[STUDY MATERIAL — start]
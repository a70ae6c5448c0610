// SPDX-License-Identifier: BUSL-1.1
// Copyright (c) 2026 Alfred Jean LLC

use std::fmt;

use axum::http::StatusCode;
use axum::response::{IntoResponse, Response};
use axum::Json;
use serde::{Deserialize, Serialize};

/// Unified error codes shared across all API surfaces.
///
/// The wire strings are stable; clients match on them.
#[derive(Debug, Clone, Copy, PartialEq, Eq, Serialize, Deserialize)]
pub enum ErrorCode {
    RefInvalid,
    RefNotFound,
    RefConflict,
    IoUnavailable,
    IoTimeout,
}

impl ErrorCode {
    pub fn http_status(&self) -> StatusCode {
        match self {
            Self::RefInvalid => StatusCode::BAD_REQUEST,
            Self::RefNotFound => StatusCode::NOT_FOUND,
            Self::RefConflict => StatusCode::CONFLICT,
            Self::IoUnavailable => StatusCode::INTERNAL_SERVER_ERROR,
            Self::IoTimeout => StatusCode::GATEWAY_TIMEOUT,
        }
    }

    pub fn as_str(&self) -> &'static str {
        match self {
            Self::RefInvalid => "ref/invalid",
            Self::RefNotFound => "ref/not_found",
            Self::RefConflict => "ref/conflict",
            Self::IoUnavailable => "io/unavailable",
            Self::IoTimeout => "io/timeout",
        }
    }
}

impl fmt::Display for ErrorCode {
    fn fmt(&self, f: &mut fmt::Formatter<'_>) -> fmt::Result {
        f.write_str(self.as_str())
    }
}

/// API error carrying a stable code and a human-readable message.
///
/// Serializes as `{"error": {"code": "...", "message": "..."}}`.
#[derive(Debug, Clone)]
pub struct ApiError {
    pub code: ErrorCode,
    pub message: String,
}

impl ApiError {
    pub fn new(code: ErrorCode, message: impl Into<String>) -> Self {
        Self { code, message: message.into() }
    }

    pub fn invalid(message: impl Into<String>) -> Self {
        Self::new(ErrorCode::RefInvalid, message)
    }
}

impl IntoResponse for ApiError {
    fn into_response(self) -> Response {
        let body = serde_json::json!({
            "error": { "code": self.code.as_str(), "message": self.message }
        });
        (self.code.http_status(), Json(body)).into_response()
    }
}

impl fmt::Display for ApiError {
    fn fmt(&self, f: &mut fmt::Formatter<'_>) -> fmt::Result {
        write!(f, "{}: {}", self.code, self.message)
    }
}

#[cfg(test)]
#[path = "error_tests.rs"]
mod tests;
[STUDY MATERIAL — finish]
■ **TASK TO CARRY OUT**
Restate exactly the records above from their first line through the line that holds "pub fn new(code: ErrorCode, message: impl", please, including both and leaving out all others.

■ **SOLUTION**
repository a70ae6c5448c0610
// SPDX-License-Identifier: BUSL-1.1
// Copyright (c) 2026 Alfred Jean LLC

use std::fmt;

use axum::http::StatusCode;
use axum::response::{IntoResponse, Response};
use axum::Json;
use serde::{Deserialize, Serialize};

/// Unified error codes shared across all API surfaces.
///
/// The wire strings are stable; clients match on them.
#[derive(Debug, Clone, Copy, PartialEq, Eq, Serialize, Deserialize)]
pub enum ErrorCode {
    RefInvalid,
    RefNotFound,
    RefConflict,
    IoUnavailable,
    IoTimeout,
}

impl ErrorCode {
    pub fn http_status(&self) -> StatusCode {
        match self {
            Self::RefInvalid => StatusCode::BAD_REQUEST,
            Self::RefNotFound => StatusCode::NOT_FOUND,
            Self::RefConflict => StatusCode::CONFLICT,
            Self::IoUnavailable => StatusCode::INTERNAL_SERVER_ERROR,
            Self::IoTimeout => StatusCode::GATEWAY_TIMEOUT,
        }
    }

    pub fn as_str(&self) -> &'static str {
        match self {
            Self::RefInvalid => "ref/invalid",
            Self::RefNotFound => "ref/not_found",
            Self::RefConflict => "ref/conflict",
            Self::IoUnavailable => "io/unavailable",
            Self::IoTimeout => "io/timeout",
        }
    }
}

impl fmt::Display for ErrorCode {
    fn fmt(&self, f: &mut fmt::Formatter<'_>) -> fmt::Result {
        f.write_str(self.as_str())
    }
}

/// API error carrying a stable code and a human-readable message.
///
/// Serializes as `{"error": {"code": "...", "message": "..."}}`.
#[derive(Debug, Clone)]
pub struct ApiError {
    pub code: ErrorCode,
    pub message: String,
}

impl ApiError {
    pub fn new(code: ErrorCode, message: impl Into<String>) -> Self {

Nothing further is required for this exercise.